### EXERCISE AIM
Across the material below, count the lines that include the word "DeleteBlobOperationResult" and give only that count.

### MATERIAL FOR THIS EXERCISE
------------------------------------------------
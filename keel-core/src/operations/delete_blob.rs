use crate::Result;
use crate::clock::Clock;
use crate::cluster::ManifestStore;
use crate::storage::validate_hash;
use chrono::{DateTime, Utc};
use std::sync::Arc;

#[derive(Clone)]
pub struct DeleteBlobOperation {
    manifests: Arc<ManifestStore>,
    clock: Arc<dyn Clock>,
}

#[derive(Debug, Clone)]
pub struct DeleteBlobOperationRequest {
    pub sha512: String,
}

#[derive(Debug, Clone)]
pub struct DeleteBlobOperationResult {
    pub sha512: String,
    pub tombstoned_at: DateTime<Utc>,
}

impl DeleteBlobOperation {
    pub fn new(manifests: Arc<ManifestStore>, clock: Arc<dyn Clock>) -> Self {
        Self { manifests, clock }
    }

    /// Tombstones the object. Bytes stay on every holder until the purge
    /// worker finds the grace period elapsed.
    pub async fn run(
        &self,
        request: DeleteBlobOperationRequest,
    ) -> Result<DeleteBlobOperationResult> {
        let DeleteBlobOperationRequest { sha512 } = request;
        validate_hash(&sha512)?;

        let manifest = self.manifests.tombstone(&sha512, self.clock.now()).await?;
        let tombstoned_at = manifest.tombstoned_at.unwrap_or_else(|| self.clock.now());

        tracing::info!(
            "Tombstoned object: sha512={} tombstoned_at={}",
            sha512,
            tombstoned_at
        );

        Ok(DeleteBlobOperationResult {
            sha512,
            tombstoned_at,
        })
    }
}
------------------------------------------------
### TASK SOLUTION
3